Part of simple proof of nontrivial center in p-group

Question

I'm trying to understand the proof of a Burnside theorem (as stated in Beachy's Abstract Algebra p. 328): Let $p$ be prime number. The center of any $p$-group is nontrivial.

Now, In the proof they say that if we let $G$ be a $p$-group, then in the class equation $$|G| = |Z(G)|+\sum [G:C(x)]$$ for all $x$ that is not in the center and represent a conjugacy class, we see that every term in $\sum [G:C(x)]$ is divisible by $p$ since $x\not\in Z(G) \implies [G:C(x)]>1$. This last statement is what I do not understand, how do we know that $p \mid [G:C(x)]$ for any conjugacy class?

I know that the elements in the conjugacy class of $x$ is in bijection with the cosets of $C(x)$, i.e. $[G:C(x)]$, but how can we be certain that the number of elements in a conjugacy class of $x$/cosets of the centralizer of $x$ is divisible by $p$?

Best regards.

Answer 1

Hint: If $x$ is not in the center, then what contradiction would you get if $|G:C(x)|=1$.

Note: the values $|G:C(x)|$ can take are $1,p,p^2,...p^n$

Answer 2

$|G|=p^k$ for some $k$ as it is a $p$ group, we are only talking about finite groups here, this statement may not hold for infinite groups.

Now as $C_G(x)<G$ therefore $|C(x)|$ divides $p^k \implies |C(x)|=p^i$ for some $0 \le i < k$, so, $|G:C(x)|=p^{k-i}$ and $k-i>0$ implies $p$ divides $|C(x)|$

Answer 3

Let $P$ be the p-group, by class equation:

$|P| = |Z(P)| + \displaystyle\sum_{i=1}^r |P:C_P(g_i)|$

where $g_1, g_2, ..., g_r$ be representatives of distinct conjugacy classes of $P$ not contained in the center $Z(P)$.

Write the class equation above as:

$|P| = p^\alpha = a + b$ where $a = |Z(P)|$ and $b = \displaystyle\sum_{i=1}^r |P:C_P(g_i)|$.

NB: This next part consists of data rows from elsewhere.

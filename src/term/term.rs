use crate::similarity::Similarity;
use crate::term::internal::TermInternal;
use crate::term::{TermGroup, TermId};
use crate::{Ontology, PhenoError, PhenoResult};

/// A single term of the ontology
///
/// The `Term` borrows its data from the [`Ontology`] and provides
/// functionality for hierarchy traversal and similarity calculation.
#[derive(Debug, Clone, Copy)]
pub struct Term<'a> {
    id: TermId,
    name: &'a str,
    parents: &'a TermGroup,
    all_parents: &'a TermGroup,
    children: &'a TermGroup,
    information_content: f32,
    ontology: &'a Ontology,
}

impl<'a> Term<'a> {
    /// Constructs a new [`Term`]
    ///
    /// # Errors
    ///
    /// If the given [`TermId`] does not match an existing term
    /// it returns an Error
    pub fn try_new(ontology: &'a Ontology, term_id: TermId) -> PhenoResult<Term<'a>> {
        let term = ontology.get(term_id).ok_or(PhenoError::DoesNotExist)?;
        Ok(Term::new(ontology, term))
    }

    pub(crate) fn new(ontology: &'a Ontology, term: &'a TermInternal) -> Term<'a> {
        Term {
            id: term.id(),
            name: term.name(),
            parents: term.parents(),
            all_parents: term.all_parents(),
            children: term.children(),
            information_content: term.information_content(),
            ontology,
        }
    }

    /// Returns the [`TermId`] of the term
    ///
    /// e.g.: `HP:0012345`
    pub fn id(&self) -> TermId {
        self.id
    }

    /// Returns the name of the term
    ///
    /// e.g.: `Abnormality of the nervous system`
    pub fn name(&self) -> &str {
        self.name
    }

    /// Returns the externally supplied information content of the term
    pub fn information_content(&self) -> f32 {
        self.information_content
    }

    /// Returns the [`TermId`]s of the direct parents
    pub fn parent_ids(&self) -> &TermGroup {
        self.parents
    }

    /// Returns an iterator of the direct parents of the term
    pub fn parents(&self) -> Iter<'a> {
        Iter::new(self.parents.iter(), self.ontology)
    }

    /// Returns the [`TermId`]s of all direct and indirect parents
    pub fn all_parent_ids(&self) -> &TermGroup {
        self.all_parents
    }

    /// Returns an iterator of all direct and indirect parents of the term
    pub fn all_parents(&self) -> Iter<'a> {
        Iter::new(self.all_parents.iter(), self.ontology)
    }

    /// Returns the [`TermId`]s of the direct children
    pub fn children_ids(&self) -> &TermGroup {
        self.children
    }

    /// Returns an iterator of the direct children of the term
    pub fn children(&self) -> Iter<'a> {
        Iter::new(self.children.iter(), self.ontology)
    }

    /// Returns the [`TermId`]s that are ancestors of both `self` **and** `other`
    ///
    /// If one term is an ancestor of the other (or both are the same
    /// term), that term is included as well.
    pub fn common_ancestor_ids(&self, other: &Term) -> TermGroup {
        let mut res = self.all_parent_ids() & other.all_parent_ids();

        if self.id() == other.id() || other.all_parent_ids().contains(&self.id()) {
            res.insert(self.id());
        }

        if self.all_parent_ids().contains(&other.id()) {
            res.insert(other.id());
        }

        res
    }

    /// Returns the [`TermId`]s that are ancestors of either `self` **or** `other`
    pub fn union_ancestor_ids(&self, other: &Term) -> TermGroup {
        self.all_parent_ids() | other.all_parent_ids()
    }

    /// Returns `true` if `self` is a child (direct or indirect) of `other`
    pub fn child_of(&self, other: &Term) -> bool {
        self.all_parent_ids().contains(&other.id())
    }

    /// Returns `true` if `self` is a parent (direct or indirect) of `other`
    pub fn parent_of(&self, other: &Term) -> bool {
        other.child_of(self)
    }

    /// Calculates the similarity of `self` and `other` with the provided algorithm
    pub fn similarity_score(&self, other: &Term, similarity: &impl Similarity) -> f32 {
        similarity.calculate(self, other)
    }

    pub(crate) fn ontology(&self) -> &'a Ontology {
        self.ontology
    }
}

impl PartialEq for Term<'_> {
    fn eq(&self, other: &Self) -> bool {
        self.id == other.id
    }
}

impl Eq for Term<'_> {}

/// Iterates the [`Term`]s of a [`TermGroup`]
pub struct Iter<'a> {
    inner: super::group::TermIds<'a>,
    ontology: &'a Ontology,
}

impl<'a> Iter<'a> {
    pub(crate) fn new(inner: super::group::TermIds<'a>, ontology: &'a Ontology) -> Self {
        Self { inner, ontology }
    }
}

impl<'a> Iterator for Iter<'a> {
    type Item = Term<'a>;
    fn next(&mut self) -> Option<Self::Item> {
        self.inner
            .next()
            .map(|id| self.ontology.get_unchecked(id))
            .map(|term| Term::new(self.ontology, term))
    }
}
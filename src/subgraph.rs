//! Ancestor-closure subgraphs, annotated with per-node term counts
use std::collections::HashMap;

use tracing::debug;

use crate::term::{Term, TermGroup, TermId};
use crate::Ontology;

/// The minimal subgraph of the ontology covering a set of terms
///
/// The subgraph contains every term of the input set plus all of their
/// ancestors, and nothing else. Every retained node is annotated with the
/// number of input terms that contributed to its inclusion, i.e. the number
/// of input terms that are the node itself or one of its descendants.
///
/// The subgraph is an ephemeral, per-call view: it counts over the
/// ontology's cached ancestor closures and never copies or mutates the
/// shared graph.
///
/// # Examples
///
/// ```
/// use phenosim::{AnnotatedSubgraph, Ontology, TermId};
///
/// let mut ontology = Ontology::default();
/// let root = TermId::try_from("HP:0000001").unwrap();
/// let child = TermId::try_from("HP:0000002").unwrap();
/// ontology.insert_term(root, "Root").unwrap();
/// ontology.insert_term(child, "Child").unwrap();
/// ontology.add_parent(root, child);
/// ontology.create_cache();
///
/// let subgraph = AnnotatedSubgraph::new(&ontology, &["HP:0000002"]);
/// assert_eq!(subgraph.len(), 2);
/// assert_eq!(subgraph.count(root), 1);
/// assert_eq!(subgraph.count(child), 1);
/// ```
pub struct AnnotatedSubgraph<'a> {
    ontology: &'a Ontology,
    nodes: TermGroup,
    counts: HashMap<TermId, u32>,
}

impl<'a> AnnotatedSubgraph<'a> {
    /// Builds the annotated ancestor-closure subgraph of a raw term set
    ///
    /// Tokens are resolved like everywhere else in the crate: canonical
    /// IDs, alternate IDs, names and synonyms all work. Tokens the
    /// ontology does not know are skipped, so the returned subgraph simply
    /// does not reflect them.
    pub fn new(ontology: &'a Ontology, tokens: &[impl AsRef<str>]) -> Self {
        let mut nodes = TermGroup::new();
        let mut counts: HashMap<TermId, u32> = HashMap::new();

        for token in tokens {
            let token = token.as_ref();
            let Some(id) = ontology.resolve(token) else {
                debug!("Skipping {}: not part of the ontology", token);
                continue;
            };
            let term = ontology.get_unchecked(id);
            for ancestor in term.all_parents() {
                *counts.entry(ancestor).or_insert(0) += 1;
                nodes.insert(ancestor);
            }
            *counts.entry(id).or_insert(0) += 1;
            nodes.insert(id);
        }

        Self {
            ontology,
            nodes,
            counts,
        }
    }

    /// Returns the number of retained nodes
    pub fn len(&self) -> usize {
        self.nodes.len()
    }

    /// Returns `true` if no input term could be resolved
    pub fn is_empty(&self) -> bool {
        self.nodes.is_empty()
    }

    /// Returns the [`TermId`]s of all retained nodes
    pub fn node_ids(&self) -> &TermGroup {
        &self.nodes
    }

    /// Returns how many input terms have this node as an ancestor (or are it)
    ///
    /// Nodes outside the subgraph have a count of 0.
    pub fn count(&self, id: TermId) -> u32 {
        self.counts.get(&id).copied().unwrap_or(0)
    }

    /// Returns an iterator of the retained [`Term`]s with their counts
    pub fn terms(&self) -> impl Iterator<Item = (Term<'a>, u32)> + '_ {
        self.nodes.iter().map(|id| {
            let term = Term::new(self.ontology, self.ontology.get_unchecked(id));
            (term, self.counts[&id])
        })
    }

    /// Returns the `is-a` edges between retained nodes as `(child, parent)` pairs
    pub fn edges(&self) -> Vec<(TermId, TermId)> {
        let mut edges = Vec::new();
        for node in &self.nodes {
            for parent in self.ontology.get_unchecked(node).parents() {
                if self.nodes.contains(&parent) {
                    edges.push((node, parent));
                }
            }
        }
        edges
    }

    /// Returns the retained nodes labeled by display name instead of ID
    ///
    /// Alternate IDs were already folded into their canonical node during
    /// resolution, so every node has exactly one name.
    pub fn named_nodes(&self) -> impl Iterator<Item = (&str, u32)> + '_ {
        self.nodes.iter().map(|id| {
            let name = self.ontology.get_unchecked(id).name();
            (name, self.counts[&id])
        })
    }
}

#[cfg(test)]
mod tests {
    use super::*;

    /// ```text
    ///          HP:0000001 (Root)
    ///          /         \
    ///   HP:0000002      HP:0000003
    ///       |
    ///   HP:0000004
    /// ```
    fn toy() -> Ontology {
        let mut ont = Ontology::default();
        ont.insert_term(1u32.into(), "Root").unwrap();
        ont.insert_term(2u32.into(), "Left").unwrap();
        ont.insert_term(3u32.into(), "Right").unwrap();
        ont.insert_term(4u32.into(), "Leaf").unwrap();
        ont.add_parent(1u32.into(), 2u32.into());
        ont.add_parent(1u32.into(), 3u32.into());
        ont.add_parent(2u32.into(), 4u32.into());
        ont.create_cache();
        ont
    }

    #[test]
    fn covers_exactly_the_ancestor_closure() {
        let ont = toy();
        let subgraph = AnnotatedSubgraph::new(&ont, &["HP:0000004"]);
        let expected: TermGroup = [1u32.into(), 2u32.into(), 4u32.into()]
            .into_iter()
            .collect();
        assert_eq!(subgraph.node_ids(), &expected);
    }

    #[test]
    fn counts_multiplicity() {
        let ont = toy();
        let subgraph = AnnotatedSubgraph::new(&ont, &["HP:0000004", "HP:0000003"]);
        assert_eq!(subgraph.count(1u32.into()), 2);
        assert_eq!(subgraph.count(2u32.into()), 1);
        assert_eq!(subgraph.count(3u32.into()), 1);
        assert_eq!(subgraph.count(4u32.into()), 1);
        // not part of the subgraph
        assert_eq!(subgraph.count(99u32.into()), 0);
    }

    #[test]
    fn absent_terms_are_ignored() {
        let ont = toy();
        let subgraph = AnnotatedSubgraph::new(&ont, &["HP:0000003", "HP:7777777", "nonsense"]);
        let expected: TermGroup = [1u32.into(), 3u32.into()].into_iter().collect();
        assert_eq!(subgraph.node_ids(), &expected);

        let empty = AnnotatedSubgraph::new(&ont, &["HP:7777777"]);
        assert!(empty.is_empty());
    }

    #[test]
    fn alt_ids_resolve_to_canonical_nodes() {
        let mut ont = toy();
        ont.add_alt_id(4u32.into(), 40u32.into()).unwrap();
        let subgraph = AnnotatedSubgraph::new(&ont, &["HP:0000040"]);
        let expected: TermGroup = [1u32.into(), 2u32.into(), 4u32.into()]
            .into_iter()
            .collect();
        assert_eq!(subgraph.node_ids(), &expected);
    }

    #[test]
    fn edges_stay_inside_the_subgraph() {
        let ont = toy();
        let subgraph = AnnotatedSubgraph::new(&ont, &["HP:0000004"]);
        let mut edges = subgraph.edges();
        edges.sort();
        assert_eq!(
            edges,
            vec![
                (2u32.into(), 1u32.into()),
                (4u32.into(), 2u32.into()),
            ]
        );
    }

    #[test]
    fn named_nodes() {
        let ont = toy();
        let subgraph = AnnotatedSubgraph::new(&ont, &["HP:0000002"]);
        let mut names: Vec<(&str, u32)> = subgraph.named_nodes().collect();
        names.sort();
        assert_eq!(names, vec![("Left", 1), ("Root", 1)]);
    }
}
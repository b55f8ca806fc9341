//! A minimal rectangular matrix for row- and column-based data access
//!
//! It backs the pairwise term-score grid of the set-similarity calculation
//! and the cohort similarity matrix. It is not meant as a general purpose
//! linear algebra type.
use std::fmt::Debug;

/// Row-major rectangular matrix with owned storage
pub struct Matrix<T> {
    rows: usize,
    cols: usize,
    data: Vec<T>,
}

impl<T> Matrix<T> {
    /// Constructs a new `Matrix` from row-major data
    ///
    /// # Panics
    ///
    /// Panics if the data length does not match `rows * cols`
    pub fn new(rows: usize, cols: usize, data: Vec<T>) -> Self {
        assert_eq!(
            data.len(),
            rows * cols,
            "data length must match matrix dimensions"
        );
        Self { rows, cols, data }
    }

    /// Returns the number of values in the matrix
    pub fn len(&self) -> usize {
        self.data.len()
    }

    /// Returns `true` if the matrix does not contain any values
    pub fn is_empty(&self) -> bool {
        self.data.is_empty()
    }

    /// Returns the dimensions of the matrix, `(rows, columns)`
    pub fn dim(&self) -> (usize, usize) {
        (self.rows, self.cols)
    }

    /// Returns a reference to the value at `(row, col)`
    ///
    /// # Panics
    ///
    /// Panics if the position is out of bounds
    pub fn get(&self, row: usize, col: usize) -> &T {
        assert!(row < self.rows && col < self.cols, "position out of bounds");
        &self.data[row * self.cols + col]
    }

    /// Returns a mutable reference to the value at `(row, col)`
    ///
    /// # Panics
    ///
    /// Panics if the position is out of bounds
    pub fn get_mut(&mut self, row: usize, col: usize) -> &mut T {
        assert!(row < self.rows && col < self.cols, "position out of bounds");
        &mut self.data[row * self.cols + col]
    }

    /// Returns an iterator over the rows of the matrix, each row a slice
    pub fn rows(&self) -> std::slice::ChunksExact<'_, T> {
        self.data.chunks_exact(self.cols.max(1))
    }

    /// Returns an iterator over the columns of the matrix
    pub fn cols(&self) -> ColumnIterator<'_, T> {
        ColumnIterator {
            matrix: self,
            col: 0,
        }
    }
}

impl<T: Clone> Matrix<T> {
    /// Constructs a new `Matrix` with every value set to `value`
    pub fn from_element(rows: usize, cols: usize, value: T) -> Self {
        Self {
            rows,
            cols,
            data: vec![value; rows * cols],
        }
    }
}

impl<T: std::fmt::Display> Debug for Matrix<T> {
    fn fmt(&self, f: &mut std::fmt::Formatter<'_>) -> std::fmt::Result {
        for row in self.rows() {
            let v: Vec<String> = row.iter().map(|v| format!("{v}")).collect();
            writeln!(f, "[{}]", v.join(", "))?;
        }
        Ok(())
    }
}

/// Iterates through the columns, returning an Iterator over the column values
pub struct ColumnIterator<'a, T> {
    matrix: &'a Matrix<T>,
    col: usize,
}

impl<'a, T> Iterator for ColumnIterator<'a, T> {
    type Item = Column<'a, T>;
    fn next(&mut self) -> Option<Self::Item> {
        if self.col >= self.matrix.cols {
            return None;
        }
        let iter = self.matrix.data[self.col..].iter().step_by(self.matrix.cols);
        self.col += 1;
        Some(Column { iter })
    }
}

/// A single column of a [`Matrix`]
pub struct Column<'a, T> {
    iter: std::iter::StepBy<std::slice::Iter<'a, T>>,
}

impl<'a, T> Iterator for Column<'a, T> {
    type Item = &'a T;
    fn next(&mut self) -> Option<Self::Item> {
        self.iter.next()
    }
}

By definition $C_P(g_i) \ne P$ for $i = 1, 2, ..., r$ so $|P:C_P(g_i)| = b \ne 1$. Because $b$ is the index of $C_P(g_i)$ in $P$, $b$ must be in the power of $p$, so $p$ divides $b$. Because $p$ obviously divides $p^\alpha$, and $p$ divides $b$, $p$ must also divide the remaining term $a$, so $a = |Z(P)|$ cannot equal $1$. Hence $Z(P)$ is not trivial.